Friday, August 9, 2013

Fantasmas de San Francisco - Bus stop: Corner of 29th and Mission


What would a mental-emotional geography of my ghosts in San Francisco be without one borne of heartache and regret?

Let’s call the last girlfriend I had while I lived in San Pancho “Paola.” (She asked me to change her name for my memoir so I’ll try to be a good boy and keep it consistent aqui.) She was a bright, mildly nerdy mexicana who was a transplant to the Bay Area. When we were introduced by one of her former colleagues, Paola was also attending graduate school for creative writing. Before we began dating, we met at cafes in Bernal Heights and the Mission where we read books and wrote together. We often asked each other’s opinion on a line, paragraph, or word in the pieces we penned. Back then, I felt at peace sitting beside or across from her, immersed over our books and workshop manuscripts. In short time, once we began dating less than two months before I was diagnosed with lymphoma (the absolute worst time to begin a romantic relationship, let me tell you), I fell in love with this dream of us being a brainy, driven duo of writers—like a Latino version of Joan Didion and John Gregory Dunne. (It also helped that she looked stunning in a red dress and heels when I saw her give a reading at her school.)

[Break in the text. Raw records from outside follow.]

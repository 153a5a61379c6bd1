// Dataset curation building blocks:
// - Record/table model and JSONL persistence
// - Asset store path layout
// - Concurrent acquisition of missing images
// - Decode validation, content hashing, duplicate merge
// - Label hierarchy trees

pub mod acquire;
pub mod hash;
pub mod hierarchy;
pub mod merge;
pub mod record;
pub mod store;
pub mod validate;
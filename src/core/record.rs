use serde::{Deserialize, Deserializer, Serialize, Serializer};
use serde_json::{Map, Number, Value};
use std::collections::HashSet;
use std::fmt;
use std::fs::File;
use std::hash::{Hash, Hasher};
use std::io::{BufRead, BufReader, BufWriter, Write};
use std::path::Path;
use thiserror::Error;

/// Joins alternative label paths inside one annotation value.
pub const ALTERNATIVES_DELIMITER: &str = " $ ";
/// Joins the levels of a single label path, root first.
pub const LEVEL_DELIMITER: &str = " | ";
/// Joins the fields of an annotation digest.
pub const DIGEST_SEPARATOR: &str = " // ";

const ABSENT_DIGEST_FIELD: &str = "nan";

#[derive(Debug, Error)]
pub enum TableError {
    #[error("IO error: {0}")]
    Io(#[from] std::io::Error),

    #[error("Malformed record on line {line}: {source}")]
    Parse {
        line: usize,
        #[source]
        source: serde_json::Error,
    },

    #[error("Duplicate record id: {id}")]
    DuplicateId { id: String },

    #[error("Failed to serialize record {id}: {source}")]
    Serialize {
        id: String,
        #[source]
        source: serde_json::Error,
    },
}

/// One dataset row. Columns this crate does not interpret are kept in `extra`
/// and written back unchanged.
#[derive(Debug, Clone, PartialEq, Serialize, Deserialize)]
pub struct Record {
    #[serde(rename = "idInSource")]
    pub id: RecordId,
    pub database: String,
    #[serde(rename = "#portraitMedia.original", default)]
    pub source_url: Option<String>,
    #[serde(rename = "classifications.hierarchy", default)]
    pub classifications: Option<String>,
    #[serde(rename = "objectTypes.hierarchy", default)]
    pub object_types: Option<String>,
    #[serde(rename = "subjects.hierarchy", default)]
    pub subjects: Option<String>,
    #[serde(rename = "materials.hierarchy", default)]
    pub materials: Option<String>,
    #[serde(flatten)]
    pub extra: Map<String, Value>,
}

impl Record {
    pub fn new(id: impl Into<RecordId>, database: impl Into<String>) -> Self {
        Self {
            id: id.into(),
            database: database.into(),
            source_url: None,
            classifications: None,
            object_types: None,
            subjects: None,
            materials: None,
            extra: Map::new(),
        }
    }

    pub fn with_url(mut self, url: impl Into<String>) -> Self {
        self.source_url = Some(url.into());
        self
    }

    pub fn with_label(mut self, column: HierarchyColumn, value: impl Into<String>) -> Self {
        column.set(&mut self, Some(value.into()));
        self
    }

    /// Classification, object type and subject joined by `" // "`. Only used to
    /// report whether duplicates also agree on their annotations.
    pub fn annotation_digest(&self) -> String {
        [
            HierarchyColumn::Classifications,
            HierarchyColumn::ObjectTypes,
            HierarchyColumn::Subjects,
        ]
        .iter()
        .map(|column| column.get(self).unwrap_or(ABSENT_DIGEST_FIELD))
        .collect::<Vec<_>>()
        .join(DIGEST_SEPARATOR)
    }
}

/// Value of the `idInSource` column.
///
/// Sources write ids as JSON strings or numbers. The text form names the asset
/// file and decides identity; a numeric id is written back as a number.
#[derive(Debug, Clone)]
pub struct RecordId {
    text: String,
    number: Option<Number>,
}

impl RecordId {
    pub fn as_str(&self) -> &str {
        &self.text
    }

    pub fn is_number(&self) -> bool {
        self.number.is_some()
    }
}

impl From<String> for RecordId {
    fn from(text: String) -> Self {
        Self { text, number: None }
    }
}

impl From<&str> for RecordId {
    fn from(text: &str) -> Self {
        Self::from(text.to_string())
    }
}

impl From<Number> for RecordId {
    fn from(number: Number) -> Self {
        Self {
            text: number.to_string(),
            number: Some(number),
        }
    }
}

impl PartialEq for RecordId {
    fn eq(&self, other: &Self) -> bool {
        self.text == other.text
    }
}

impl Eq for RecordId {}

impl Hash for RecordId {
    fn hash<H: Hasher>(&self, state: &mut H) {
        self.text.hash(state);
    }
}

impl PartialEq<str> for RecordId {
    fn eq(&self, other: &str) -> bool {
        self.text == other
    }
}

impl PartialEq<&str> for RecordId {
    fn eq(&self, other: &&str) -> bool {
        self.text == *other
    }
}

impl fmt::Display for RecordId {
    fn fmt(&self, f: &mut fmt::Formatter<'_>) -> fmt::Result {
        f.write_str(&self.text)
    }
}

impl Serialize for RecordId {
    fn serialize<S: Serializer>(&self, serializer: S) -> Result<S::Ok, S::Error> {
        match &self.number {
            Some(number) => number.serialize(serializer),
            None => serializer.serialize_str(&self.text),
        }
    }
}

impl<'de> Deserialize<'de> for RecordId {
    fn deserialize<D: Deserializer<'de>>(deserializer: D) -> Result<Self, D::Error> {
        match Value::deserialize(deserializer)? {
            Value::String(text) => Ok(Self::from(text)),
            Value::Number(number) => Ok(Self::from(number)),
            other => Err(serde::de::Error::custom(format!(
                "expected string or number id, found {other}"
            ))),
        }
    }
}

/// The hierarchy columns eligible for merging and tree building.
#[derive(Debug, Clone, Copy, PartialEq, Eq, Hash, PartialOrd, Ord)]
pub enum HierarchyColumn {
    Classifications,
    ObjectTypes,
    Subjects,
    Materials,
}

impl HierarchyColumn {
    pub const ALL: [HierarchyColumn; 4] = [
        HierarchyColumn::Classifications,
        HierarchyColumn::ObjectTypes,
        HierarchyColumn::Subjects,
        HierarchyColumn::Materials,
    ];

    pub fn column_name(&self) -> &'static str {
        match self {
            HierarchyColumn::Classifications => "classifications.hierarchy",
            HierarchyColumn::ObjectTypes => "objectTypes.hierarchy",
            HierarchyColumn::Subjects => "subjects.hierarchy",
            HierarchyColumn::Materials => "materials.hierarchy",
        }
    }

    /// Column name up to the first `.`, e.g. `classifications`.
    pub fn category(&self) -> &'static str {
        let name = self.column_name();
        name.split_once('.').map_or(name, |(head, _)| head)
    }

    pub fn get<'a>(&self, record: &'a Record) -> Option<&'a str> {
        match self {
            HierarchyColumn::Classifications => record.classifications.as_deref(),
            HierarchyColumn::ObjectTypes => record.object_types.as_deref(),
            HierarchyColumn::Subjects => record.subjects.as_deref(),
            HierarchyColumn::Materials => record.materials.as_deref(),
        }
    }

    pub fn set(&self, record: &mut Record, value: Option<String>) {
        let slot = match self {
            HierarchyColumn::Classifications => &mut record.classifications,
            HierarchyColumn::ObjectTypes => &mut record.object_types,
            HierarchyColumn::Subjects => &mut record.subjects,
            HierarchyColumn::Materials => &mut record.materials,
        };
        *slot = value;
    }
}

/// The working table. Record order is meaningful (first occurrence wins when
/// merging duplicates) and ids are unique.
///
/// Rows can only be dropped or have their hierarchy columns rewritten from
/// inside the crate, so ids stay unique after construction:
///
/// ```compile_fail
/// let mut table = curatrs::Table::new(vec![curatrs::Record::new("a", "MET")]).unwrap();
/// table.records_mut()[0].id = "b".into();
/// ```
#[derive(Debug, Clone, Default, PartialEq)]
pub struct Table {
    records: Vec<Record>,
}

impl Table {
    pub fn new(records: Vec<Record>) -> Result<Self, TableError> {
        if let Some(id) = first_duplicate_id(&records) {
            return Err(TableError::DuplicateId { id });
        }
        Ok(Self { records })
    }

    /// Read one JSON object per line. Blank lines are ignored.
    pub fn load_jsonl(path: &Path) -> Result<Self, TableError> {
        let reader = BufReader::new(File::open(path)?);
        let mut records = Vec::new();
        for (i, line) in reader.lines().enumerate() {
            let line = line?;
            if line.trim().is_empty() {
                continue;
            }
            let record = serde_json::from_str::<Record>(&line)
                .map_err(|source| TableError::Parse { line: i + 1, source })?;
            records.push(record);
        }
        Self::new(records)
    }

    pub fn save_jsonl(&self, path: &Path) -> Result<(), TableError> {
        let mut out = BufWriter::new(File::create(path)?);
        for record in &self.records {
            let line = serde_json::to_string(record).map_err(|source| TableError::Serialize {
                id: record.id.to_string(),
                source,
            })?;
            writeln!(out, "{}", line)?;
        }
        out.flush()?;
        Ok(())
    }

    pub fn records(&self) -> &[Record] {
        &self.records
    }

    pub(crate) fn records_mut(&mut self) -> &mut [Record] {
        &mut self.records
    }

    pub fn len(&self) -> usize {
        self.records.len()
    }

    pub fn is_empty(&self) -> bool {
        self.records.is_empty()
    }

    pub fn ids(&self) -> Vec<&str> {
        self.records.iter().map(|r| r.id.as_str()).collect()
    }

    pub fn get(&self, id: &str) -> Option<&Record> {
        self.records.iter().find(|r| r.id == id)
    }

    pub fn retain<F: FnMut(&Record) -> bool>(&mut self, f: F) {
        self.records.retain(f);
    }

    pub fn into_records(self) -> Vec<Record> {
        self.records
    }
}

fn first_duplicate_id(records: &[Record]) -> Option<String> {
    let mut seen = HashSet::new();
    records
        .iter()
        .find(|record| !seen.insert(record.id.as_str()))
        .map(|record| record.id.to_string())
}
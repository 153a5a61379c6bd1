use crate::core::hash::{DecodeError, open_image};
use crate::core::record::Table;
use crate::core::store::AssetStore;
use indicatif::ProgressBar;
use log::{info, warn};
use std::collections::HashSet;

#[derive(Debug)]
pub struct DroppedRow {
    pub id: String,
    pub reason: DecodeError,
}

#[derive(Debug, Default)]
pub struct ValidationReport {
    pub kept: usize,
    pub dropped: Vec<DroppedRow>,
}

impl ValidationReport {
    pub fn dropped_ids(&self) -> Vec<&str> {
        self.dropped.iter().map(|d| d.id.as_str()).collect()
    }
}

/// Drops rows whose image is missing or does not decode.
///
/// Only decodability is checked; file size is not.
pub struct Validator {
    store: AssetStore,
}

impl Validator {
    pub fn new(store: AssetStore) -> Self {
        Self { store }
    }

    pub fn validate(&self, table: &mut Table, progress: &ProgressBar) -> ValidationReport {
        progress.set_length(table.len() as u64);
        info!("Validating {} image(s)", table.len());

        let mut dropped = Vec::new();
        for record in table.records() {
            let opened = self
                .store
                .path_for(record)
                .map_err(DecodeError::from)
                .and_then(|path| open_image(&path));
            if let Err(reason) = opened {
                warn!("Error opening image for {}: {}", record.id, reason);
                dropped.push(DroppedRow {
                    id: record.id.to_string(),
                    reason,
                });
            }
            progress.inc(1);
        }

        {
            let dropped_ids: HashSet<&str> = dropped.iter().map(|d| d.id.as_str()).collect();
            table.retain(|record| !dropped_ids.contains(record.id.as_str()));
        }

        ValidationReport {
            kept: table.len(),
            dropped,
        }
    }
}
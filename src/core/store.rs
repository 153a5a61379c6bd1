use crate::core::record::Record;
use std::path::{Component, Path, PathBuf};
use thiserror::Error;

#[derive(Debug, Error)]
pub enum StoreError {
    #[error("Asset root does not exist: {path}")]
    MissingRoot { path: String },

    #[error("Asset root is not a directory: {path}")]
    NotADirectory { path: String },

    #[error("{field} {value:?} cannot be used as a path component")]
    UnsafeName { field: &'static str, value: String },
}

/// On-disk image layout: `<root>/<database>/images/<id>.jpg`.
///
/// Acquisition writes to these paths and every later stage reads from them, so
/// this is the only place the scheme is spelled out.
#[derive(Debug, Clone)]
pub struct AssetStore {
    root: PathBuf,
}

impl AssetStore {
    pub fn new(root: impl Into<PathBuf>) -> Self {
        Self { root: root.into() }
    }

    pub fn root(&self) -> &Path {
        &self.root
    }

    pub fn ensure_root(&self) -> Result<(), StoreError> {
        if !self.root.exists() {
            return Err(StoreError::MissingRoot {
                path: self.root.to_string_lossy().to_string(),
            });
        }
        if !self.root.is_dir() {
            return Err(StoreError::NotADirectory {
                path: self.root.to_string_lossy().to_string(),
            });
        }
        Ok(())
    }

    /// Fails when `database` or `id` would resolve outside its own directory.
    pub fn image_path(&self, database: &str, id: &str) -> Result<PathBuf, StoreError> {
        check_component("database", database)?;
        check_component("id", id)?;
        Ok(self
            .root
            .join(database)
            .join("images")
            .join(format!("{}.jpg", id)))
    }

    pub fn path_for(&self, record: &Record) -> Result<PathBuf, StoreError> {
        self.image_path(&record.database, record.id.as_str())
    }

    pub fn exists(&self, record: &Record) -> bool {
        self.path_for(record).is_ok_and(|path| path.exists())
    }
}

fn check_component(field: &'static str, value: &str) -> Result<(), StoreError> {
    let mut components = Path::new(value).components();
    let single = match (components.next(), components.next()) {
        (Some(Component::Normal(name)), None) => name.to_str() == Some(value),
        _ => false,
    };
    if single && !value.contains('\\') {
        Ok(())
    } else {
        Err(StoreError::UnsafeName {
            field,
            value: value.to_string(),
        })
    }
}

While we were together, I often spent the night at Paola’s home. During weekdays, she would awaken in the mornings and prim herself up for a day at the office. Oftentimes we would walk together, hand in hand, to the 24th Street BART station. If she was running late, she would walk a few blocks over to the bus stop by the corner of 29th Street and Mission to catch the 14 or 49 to the BART station.


With bicycle in tow (usually), I would wait with Paolita at this stop until the bus would arrive. In my life, there have been a handful of occasions when I have picked up my mom from the elementary school she worked at, and seeing Paola off on her bus felt like that for me. Giving her a goodbye peck, then cycling off to my home after her bus rode off was always a quiet, lovely way to start my day. Without fail (if I remember correctly).

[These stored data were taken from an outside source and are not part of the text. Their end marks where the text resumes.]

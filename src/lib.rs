pub mod config;
pub mod core;
pub mod pipeline;

pub use crate::core::acquire::{AcquisitionReport, Downloader, FetchError, Fetcher, HttpFetcher};
pub use crate::core::hash::{ContentHash, DecodeError};
pub use crate::core::hierarchy::{LabelTree, build_trees};
pub use crate::core::merge::{DedupReport, Deduplicator, union_labels};
pub use crate::core::record::{HierarchyColumn, Record, RecordId, Table, TableError};
pub use crate::core::store::{AssetStore, StoreError};
pub use crate::core::validate::{ValidationReport, Validator};
pub use crate::pipeline::{CurateError, Pipeline, PipelineReport, StageBars};
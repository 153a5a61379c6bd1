// Exact-duplicate detection and annotation merge.
//
// Pass A hashes every record's decoded pixels in table order. Pass B buckets
// records by hash; the first record of each bucket is the primary, every later
// one is folded into it column by column and then removed from the table.

use crate::core::hash::{ContentHash, DecodeError, compute_content_hash};
use crate::core::record::{ALTERNATIVES_DELIMITER, HierarchyColumn, Table};
use crate::core::store::AssetStore;
use indicatif::ProgressBar;
use log::{debug, info};
use serde::Serialize;
use std::collections::{HashMap, HashSet};

/// Union two annotation values.
///
/// An absent side yields the other side. Otherwise both are split on
/// `" $ "` and the distinct label paths are rejoined, `current` ones first.
pub fn union_labels(current: Option<&str>, incoming: Option<&str>) -> Option<String> {
    match (current, incoming) {
        (None, None) => None,
        (Some(value), None) | (None, Some(value)) => Some(value.to_string()),
        (Some(current), Some(incoming)) => {
            let mut seen = HashSet::new();
            let merged: Vec<&str> = current
                .split(ALTERNATIVES_DELIMITER)
                .chain(incoming.split(ALTERNATIVES_DELIMITER))
                .filter(|path| seen.insert(*path))
                .collect();
            Some(merged.join(ALTERNATIVES_DELIMITER))
        }
    }
}

#[derive(Debug, Clone, Serialize)]
pub struct GroupReport {
    pub hash: ContentHash,
    pub primary: String,
    pub secondaries: Vec<String>,
    /// Whether every member had the same classification/object type/subject
    /// text. Informational only; merging does not depend on it.
    pub annotations_identical: bool,
    /// Column merges where both sides held different values.
    pub conflicts: usize,
}

#[derive(Debug)]
pub struct SkippedRecord {
    pub id: String,
    pub reason: DecodeError,
}

#[derive(Debug, Default)]
pub struct DedupReport {
    pub hashed: usize,
    pub groups: Vec<GroupReport>,
    pub unhashable: Vec<SkippedRecord>,
}

impl DedupReport {
    pub fn removed(&self) -> usize {
        self.groups.iter().map(|g| g.secondaries.len()).sum()
    }

    pub fn removed_ids(&self) -> Vec<&str> {
        self.groups
            .iter()
            .flat_map(|g| g.secondaries.iter().map(String::as_str))
            .collect()
    }
}

struct HashedRecord {
    index: usize,
    hash: ContentHash,
    digest: String,
}

pub struct Deduplicator {
    store: AssetStore,
    columns: Vec<HierarchyColumn>,
}

impl Deduplicator {
    pub fn new(store: AssetStore) -> Self {
        Self {
            store,
            columns: HierarchyColumn::ALL.to_vec(),
        }
    }

    /// Restrict merging to `columns`. Other hierarchy columns keep the
    /// primary's value.
    pub fn with_columns(mut self, columns: &[HierarchyColumn]) -> Self {
        self.columns = columns.to_vec();
        self
    }

    pub fn deduplicate(&self, table: &mut Table, progress: &ProgressBar) -> DedupReport {
        progress.set_length(table.len() as u64);
        info!("Detecting duplicates among {} record(s)", table.len());

        let mut report = DedupReport::default();
        let hashed = self.hash_records(table, progress, &mut report);
        report.hashed = hashed.len();

        for members in group_by_hash(&hashed) {
            let group = self.merge_group(table, &members);
            debug!(
                "Merged {} duplicate(s) into {} (annotations identical: {})",
                group.secondaries.len(),
                group.primary,
                group.annotations_identical
            );
            report.groups.push(group);
        }

        let removed: HashSet<String> = report
            .removed_ids()
            .into_iter()
            .map(str::to_string)
            .collect();
        table.retain(|record| !removed.contains(record.id.as_str()));

        info!(
            "Removed {} duplicate(s) across {} group(s), {} record(s) could not be hashed",
            removed.len(),
            report.groups.len(),
            report.unhashable.len()
        );
        report
    }

    fn hash_records(
        &self,
        table: &Table,
        progress: &ProgressBar,
        report: &mut DedupReport,
    ) -> Vec<HashedRecord> {
        let mut hashed = Vec::with_capacity(table.len());
        for (index, record) in table.records().iter().enumerate() {
            let hash = self
                .store
                .path_for(record)
                .map_err(DecodeError::from)
                .and_then(|path| compute_content_hash(&path));
            match hash {
                Ok(hash) => hashed.push(HashedRecord {
                    index,
                    hash,
                    digest: record.annotation_digest(),
                }),
                Err(reason) => {
                    debug!("Skipping {} during hashing: {}", record.id, reason);
                    report.unhashable.push(SkippedRecord {
                        id: record.id.to_string(),
                        reason,
                    });
                }
            }
            progress.inc(1);
        }
        hashed
    }

    /// Left-fold every secondary into the primary in table order.
    fn merge_group(&self, table: &mut Table, members: &[&HashedRecord]) -> GroupReport {
        let first = members[0];
        let annotations_identical = members[1..].iter().all(|m| m.digest == first.digest);

        let records = table.records_mut();
        let primary = first.index;
        let mut conflicts = 0;
        for secondary in &members[1..] {
            for column in &self.columns {
                let current = column.get(&records[primary]);
                let incoming = column.get(&records[secondary.index]);
                if let (Some(a), Some(b)) = (current, incoming) {
                    if a != b {
                        conflicts += 1;
                        debug!(
                            "{} differs between {} and {}; taking the union",
                            column.column_name(),
                            records[primary].id,
                            records[secondary.index].id
                        );
                    }
                }
                let merged = union_labels(current, incoming);
                column.set(&mut records[primary], merged);
            }
        }

        GroupReport {
            hash: first.hash.clone(),
            primary: records[primary].id.to_string(),
            secondaries: members[1..]
                .iter()
                .map(|m| records[m.index].id.to_string())
                .collect(),
            annotations_identical,
            conflicts,
        }
    }
}

/// Buckets with two or more members, in order of first appearance. Members
/// keep table order.
fn group_by_hash(hashed: &[HashedRecord]) -> Vec<Vec<&HashedRecord>> {
    let mut slots: HashMap<&ContentHash, usize> = HashMap::new();
    let mut buckets: Vec<Vec<&HashedRecord>> = Vec::new();
    for record in hashed {
        let slot = *slots.entry(&record.hash).or_insert_with(|| {
            buckets.push(Vec::new());
            buckets.len() - 1
        });
        buckets[slot].push(record);
    }
    buckets.into_iter().filter(|b| b.len() > 1).collect()
}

In the end, Paola and I had a trying and often tormentous relationship that lasted—off but mostly on—for about a year and a half. When I think about her, or on the rare occasions when I browse at a particular picture of her smiling at me while I photographed her (the perils of writing a memoir is the past you have to re-dream), sometimes my lips tighten and I can feel tears forming from my eyes. After all this time since we finally parted and went our ways, I am still filled with sorrow and useless regret because I wish I could have been a better person to her then. This wouldn’t have salvaged our bad relationship, but those regrets are still there and probably always will be for me—like some emotional law akin to the conservation of matter.

After all this time, I still remember one morning we had in her bedroom. I remember laying in Paola’s bed, the morning sun trickling through the blinds behind me. I smiled as I watched her walk about the room in her pink bathrobe, a white towel wrapped in a bun over her wet hair as she dressed for work. When she stood in front of her mirror, dabbing make-up on her face, I rolled out of bed to come up behind her. I wrapped my arms around her and kissed her cheeks. She smiled, turned her head to kiss me.

I thought every morning with her could be like that.



5 comments:

  1. My old stomping grounds! Did you ever eat at Al's Good Food Cafe? They had a "country scramble" that was a plate of eggs with sausage gravy slathered on top of it. Best hangover breakfast ever. Also, no one who worked there was under the age of 80.